Exercise: Scan the material and copy every line in which "exists" appears.

Supplied entries:
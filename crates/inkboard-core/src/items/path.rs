//! Freehand stroke item.

use super::{Stroke, point_to_segment_dist};
use crate::geometry::{Point, PressurePoint, Rect};
use serde::{Deserialize, Serialize};

/// A freehand stroke.
///
/// Points are stored normalized into `[0, 1] x [0, 1]` relative to the
/// owning item's rect, so moving or resizing the item never touches them.
#[derive(Debug, Clone, PartialEq, Serialize, Deserialize)]
pub struct PathItem {
    pub stroke: Stroke,
    pub points: Vec<PressurePoint>,
}

impl PathItem {
    /// Build a path from absolute board points.
    ///
    /// The bounding box is computed first, then every point is normalized
    /// against it. Returns `None` for an empty point list.
    pub fn from_absolute(points: Vec<PressurePoint>, stroke: Stroke) -> Option<(Self, Rect)> {
        let rect = Rect::bounding(points.iter().map(PressurePoint::point))?;
        let points = points
            .into_iter()
            .map(|p| PressurePoint {
                x: normalize_axis(p.x, rect.x, rect.x2),
                y: normalize_axis(p.y, rect.y, rect.y2),
                pressure: p.pressure,
            })
            .collect();
        Some((Self { stroke, points }, rect))
    }

    /// Simplify a raw stroke before normalizing it.
    pub fn from_stroke(
        points: Vec<PressurePoint>,
        stroke: Stroke,
        tolerance: f32,
    ) -> Option<(Self, Rect)> {
        let points = if points.len() < 3 {
            points
        } else {
            rdp_simplify(&points, tolerance)
        };
        Self::from_absolute(points, stroke)
    }

    pub fn len(&self) -> usize {
        self.points.len()
    }

    pub fn is_empty(&self) -> bool {
        self.points.is_empty()
    }

    /// A stroke that renders as a single dot.
    pub fn is_dot(&self) -> bool {
        match self.points.split_first() {
            Some((first, rest)) => rest.iter().all(|p| p.x == first.x && p.y == first.y),
            None => false,
        }
    }

    /// Radius of the dot drawn for single-point paths.
    pub fn dot_radius(&self) -> f32 {
        (self.stroke.weight * 0.5).max(0.5)
    }

    /// Map the normalized points back onto `rect`.
    ///
    /// Uses the signed extent of the rect so a flipped rect mirrors the
    /// stroke.
    pub fn absolute_points(&self, rect: &Rect) -> Vec<PressurePoint> {
        let (w, h) = (rect.x2 - rect.x, rect.y2 - rect.y);
        self.points
            .iter()
            .map(|p| PressurePoint {
                x: rect.x + p.x * w,
                y: rect.y + p.y * h,
                pressure: p.pressure,
            })
            .collect()
    }

    pub(super) fn hit_test(&self, rect: &Rect, point: Point, tolerance: f32) -> bool {
        let pts: Vec<Point> = self.absolute_points(rect).iter().map(PressurePoint::point).collect();
        let reach = tolerance + self.stroke.weight * 0.5;
        if pts.len() < 2 {
            return pts
                .first()
                .map(|p| point_to_segment_dist(point, *p, *p) <= reach.max(self.dot_radius()))
                .unwrap_or(false);
        }
        pts.windows(2)
            .any(|w| point_to_segment_dist(point, w[0], w[1]) <= reach)
    }
}

fn normalize_axis(v: f32, lo: f32, hi: f32) -> f32 {
    let extent = hi - lo;
    if extent.abs() < f32::EPSILON {
        0.0
    } else {
        (v - lo) / extent
    }
}

/// Ramer-Douglas-Peucker line simplification.
fn rdp_simplify(points: &[PressurePoint], tolerance: f32) -> Vec<PressurePoint> {
    if points.len() < 3 {
        return points.to_vec();
    }

    let first = points[0];
    let last = points[points.len() - 1];

    let mut max_dist = 0.0;
    let mut max_index = 0;
    for (i, p) in points.iter().enumerate().skip(1).take(points.len() - 2) {
        let dist = point_to_segment_dist(p.point(), first.point(), last.point());
        if dist > max_dist {
            max_dist = dist;
            max_index = i;
        }
    }

    if max_dist > tolerance {
        let mut left = rdp_simplify(&points[..=max_index], tolerance);
        let right = rdp_simplify(&points[max_index..], tolerance);
        left.pop();
        left.extend(right);
        left
    } else {
        vec![first, last]
    }
}
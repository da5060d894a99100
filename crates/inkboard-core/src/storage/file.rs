//! One file per board on the local filesystem.

use super::{BoxFuture, Storage, StorageError, StorageResult};
use std::fs;
use std::path::{Path, PathBuf};

const EXTENSION: &str = "ink";

/// Stores each board as `<id>.ink` inside a directory.
#[derive(Debug, Clone)]
pub struct FileStorage {
    base_path: PathBuf,
}

impl FileStorage {
    /// Open a storage directory, creating it if needed.
    pub fn new(base_path: PathBuf) -> StorageResult<Self> {
        fs::create_dir_all(&base_path)
            .map_err(|e| StorageError::Io(format!("Failed to create {}: {e}", base_path.display())))?;
        Ok(Self { base_path })
    }

    /// `<data dir>/inkboard/boards`, falling back to the home directory.
    pub fn default_location() -> StorageResult<Self> {
        let base = dirs::data_local_dir()
            .or_else(dirs::home_dir)
            .ok_or_else(|| StorageError::Io("Could not determine a data directory".to_string()))?;
        Self::new(base.join("inkboard").join("boards"))
    }

    pub fn base_path(&self) -> &Path {
        &self.base_path
    }

    fn board_path(&self, id: &str) -> PathBuf {
        let safe: String = id
            .chars()
            .map(|c| if c.is_alphanumeric() || c == '-' || c == '_' { c } else { '_' })
            .collect();
        self.base_path.join(format!("{safe}.{EXTENSION}"))
    }
}

impl Storage for FileStorage {
    fn save(&self, id: &str, data: &[u8]) -> BoxFuture<'_, StorageResult<()>> {
        let path = self.board_path(id);
        let data = data.to_vec();
        Box::pin(async move {
            // Write aside and rename so a crash never leaves a torn blob.
            let tmp = path.with_extension("tmp");
            fs::write(&tmp, &data)
                .and_then(|_| fs::rename(&tmp, &path))
                .map_err(|e| StorageError::Io(format!("Failed to write {}: {e}", path.display())))
        })
    }

    fn load(&self, id: &str) -> BoxFuture<'_, StorageResult<Vec<u8>>> {
        let path = self.board_path(id);
        let id = id.to_string();
        Box::pin(async move {
            match fs::read(&path) {
                Ok(data) => Ok(data),
                Err(e) if e.kind() == std::io::ErrorKind::NotFound => Err(StorageError::NotFound(id)),
                Err(e) => Err(StorageError::Io(format!("Failed to read {}: {e}", path.display()))),
            }
        })
    }

    fn delete(&self, id: &str) -> BoxFuture<'_, StorageResult<()>> {
        let path = self.board_path(id);
        Box::pin(async move {
            match fs::remove_file(&path) {
                Ok(()) => Ok(()),
                Err(e) if e.kind() == std::io::ErrorKind::NotFound => Ok(()),
                Err(e) => Err(StorageError::Io(format!("Failed to delete {}: {e}", path.display()))),
            }
        })
    }

    fn list(&self) -> BoxFuture<'_, StorageResult<Vec<String>>> {
        let base = self.base_path.clone();
        Box::pin(async move {
            let entries =
                fs::read_dir(&base).map_err(|e| StorageError::Io(format!("Failed to read directory: {e}")))?;
            let mut ids = Vec::new();
            for entry in entries.flatten() {
                let path = entry.path();
                if path.extension().is_some_and(|ext| ext == EXTENSION) {
                    if let Some(stem) = path.file_stem().and_then(|s| s.to_str()) {
                        ids.push(stem.to_string());
                    }
                }
            }
            ids.sort();
            Ok(ids)
        })
    }

    fn exists(&self, id: &str) -> BoxFuture<'_, StorageResult<bool>> {
        let path = self.board_path(id);
        Box::pin(async move { Ok(path.is_file()) })
    }
}

#[cfg(test)]
mod tests {
    use super::*;
    use crate::storage::block_on;
    use tempfile::tempdir;

    #[test]
    fn test_save_load() {
        let dir = tempdir().unwrap();
        let storage = FileStorage::new(dir.path().to_path_buf()).unwrap();
        block_on(storage.save("board-1", &[9, 8, 7])).unwrap();
        assert_eq!(block_on(storage.load("board-1")).unwrap(), vec![9, 8, 7]);
        assert!(dir.path().join("board-1.ink").is_file());
    }

    #[test]
    fn test_not_found() {
        let dir = tempdir().unwrap();
        let storage = FileStorage::new(dir.path().to_path_buf()).unwrap();
        assert!(matches!(block_on(storage.load("missing")), Err(StorageError::NotFound(_))));
    }

    #[test]
    fn test_list_and_delete() {
        let dir = tempdir().unwrap();
        let storage = FileStorage::new(dir.path().to_path_buf()).unwrap();
        block_on(storage.save("b", &[])).unwrap();
        block_on(storage.save("a", &[])).unwrap();
        fs::write(dir.path().join("notes.txt"), "x").unwrap();
        assert_eq!(block_on(storage.list()).unwrap(), vec!["a", "b"]);
        block_on(storage.delete("a")).unwrap();
        block_on(storage.delete("a")).unwrap();
        assert!(!block_on(storage.exists("a")).unwrap());
    }

    #[test]
    fn test_sanitizes_id() {
        let dir = tempdir().unwrap();
        let storage = FileStorage::new(dir.path().to_path_buf()).unwrap();
        block_on(storage.save("team/board:1*", &[1])).unwrap();
        assert_eq!(block_on(storage.load("team/board:1*")).unwrap(), vec![1]);
        assert!(dir.path().join("team_board_1_.ink").is_file());
    }
}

Task result:
    fn exists(&self, id: &str) -> BoxFuture<'_, StorageResult<bool>> {
        assert!(!block_on(storage.exists("a")).unwrap());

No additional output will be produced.